591 pages, Paperback
First published December 12, 2014


"I can only meditate when I am walking. When I stop, I cease to think; my mind works only with my legs." Jean-Jacques Rousseau
"I will sell boza until the day the world ends." Mevlut Karatas (p. 584)This book is long and meandering, its power like that of a fire built slowly from a bit of kindling and a single spark. From the beginning, it is carefully tended and coaxed along in a quiet but steady fashion until Whoosh!, it ignites in full glory.
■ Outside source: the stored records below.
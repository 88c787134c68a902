use movie_club_models::WatchedEntry;
use tracing::debug;

use crate::db::Database;
use crate::error::StoreError;

/// Membership operations on the `watchedMovies` array of a user document.
#[derive(Clone)]
pub struct WatchedStore {
    db: Database,
}

impl WatchedStore {
    pub fn new(db: Database) -> Self {
        Self { db }
    }

    /// Toggle a movie's watched status and return the new membership.
    /// Remove-if-present-else-add runs atomically under the write lock, so
    /// serialized toggles strictly alternate and concurrent toggles cannot
    /// both observe the same pre-state.
    pub async fn toggle_watched(
        &self,
        user_id: &str,
        movie_id: u64,
        movie_title: &str,
    ) -> Result<bool, StoreError> {
        let user_id = user_id.to_string();
        let movie_title = movie_title.to_string();
        let watched = self
            .db
            .mutate(move |state| {
                let user = state
                    .users
                    .get_mut(&user_id)
                    .ok_or_else(|| StoreError::NotFound(format!("users/{}", user_id)))?;

                let before = user.watched_movies.len();
                user.watched_movies.retain(|m| m.id != movie_id);
                if user.watched_movies.len() < before {
                    Ok(false)
                } else {
                    user.watched_movies.push(WatchedEntry {
                        id: movie_id,
                        title: movie_title,
                    });
                    Ok(true)
                }
            })
            .await?;

        debug!("Movie {} watched={} for user", movie_id, watched);
        Ok(watched)
    }

    /// Point read. A missing user document means "not watched", matching
    /// the read-path degradation of the source.
    pub async fn is_watched(&self, user_id: &str, movie_id: u64) -> bool {
        if user_id.is_empty() {
            return false;
        }
        let state = self.db.read().await;
        state
            .users
            .get(user_id)
            .map(|u| u.watched_movies.iter().any(|m| m.id == movie_id))
            .unwrap_or(false)
    }

    pub async fn watched_movies(&self, user_id: &str) -> Vec<WatchedEntry> {
        let state = self.db.read().await;
        state
            .users
            .get(user_id)
            .map(|u| u.watched_movies.clone())
            .unwrap_or_default()
    }
}
//! SSH helpers for the cluster master node
//!
//! Thin shell-outs to the system `ssh`. Host keys are not checked: master
//! nodes are ephemeral and their addresses are recycled constantly.

use gridflow_cloud::{ClusterId, ClusterProvider};
use gridflow_config::Settings;
use std::time::Duration;
use tokio::process::Command;
use tracing::{info, warn};

const SSH_OPTS: &[&str] = &[
    "-F",
    "/dev/null",
    "-o",
    "ConnectTimeout=5",
    "-o",
    "UserKnownHostsFile=/dev/null",
    "-o",
    "StrictHostKeyChecking=no",
];

/// Local port the SOCKS tunnel listens on.
const TUNNEL_PORT: u16 = 8157;

/// Resolve the master node's public address.
pub async fn master_dns(
    provider: &dyn ClusterProvider,
    cluster_id: &ClusterId,
) -> anyhow::Result<String> {
    provider
        .describe_cluster(cluster_id)
        .await?
        .master_public_dns
        .ok_or_else(|| anyhow::anyhow!("cluster {cluster_id} has no public master address yet"))
}

fn keyfile(settings: &Settings) -> String {
    // The shell is not involved, expand ~ ourselves.
    match settings.ssh_key_path.strip_prefix("~/") {
        Some(rest) => dirs::home_dir()
            .map(|home| home.join(rest).display().to_string())
            .unwrap_or_else(|| settings.ssh_key_path.clone()),
        None => settings.ssh_key_path.clone(),
    }
}

/// Open an SSH shell (or run one remote command) on the master node.
pub async fn shell(settings: &Settings, master_dns: &str, cmd: &str) -> anyhow::Result<()> {
    let mut command = Command::new("ssh");
    command
        .args(SSH_OPTS)
        .arg("-i")
        .arg(keyfile(settings))
        .arg(format!("hadoop@{master_dns}"));
    if !cmd.is_empty() {
        command.arg(cmd);
    }

    let status = command.status().await?;
    if !status.success() {
        anyhow::bail!("ssh exited with {status}");
    }
    Ok(())
}

/// Keep a SOCKS tunnel open to the master node, reconnecting when the
/// connection drops. Runs until the operator interrupts.
pub async fn tunnel_loop(
    settings: &Settings,
    provider: &dyn ClusterProvider,
    cluster_id: &ClusterId,
) -> anyhow::Result<()> {
    info!(
        cluster_id = %cluster_id,
        port = TUNNEL_PORT,
        "Starting SOCKS tunnel; interrupt to stop"
    );

    loop {
        // Re-resolve each round: the address changes if the cluster was
        // recreated under the same id request.
        let dns = master_dns(provider, cluster_id).await?;

        let status = Command::new("ssh")
            .args(SSH_OPTS)
            .arg("-i")
            .arg(keyfile(settings))
            .arg("-ND")
            .arg(format!("0.0.0.0:{TUNNEL_PORT}"))
            .arg(format!("hadoop@{dns}"))
            .status()
            .await?;

        warn!(%status, "Tunnel closed, reconnecting");
        tokio::time::sleep(Duration::from_secs(1)).await;
    }
}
So this is how Mevlut came to understand the truth that a part of him had known all along: walking around the city at night made him feel as if he were wandering around in his own head. That was why whenever he spoke to the walls, advertisements, shadows, and strange and mysterious shapes he couldn't see in the night, he always felt as if he were talking to himself. (p. 579)I cannot escape my impression that, if one were to put a gender to Istabul, it would be a woman: a grand and beautiful dowager who has been roughly treated but maintains her dignity and grace nevertheless. This is how the women in the book are presented, too. Though not all are roughly treated, they all have difficult lives, made all the more difficult by living in an oppressive patriarchy and struggling at various time with grinding poverty and lack of proper reproductive healthcare. In this way, I came to feel that Mevlut loved three women deeply and passionately during his lifetime: first, his crush, Samiha; then, his wife, Rayiha; and, from the age of twelive, his adopted city, Istanbul.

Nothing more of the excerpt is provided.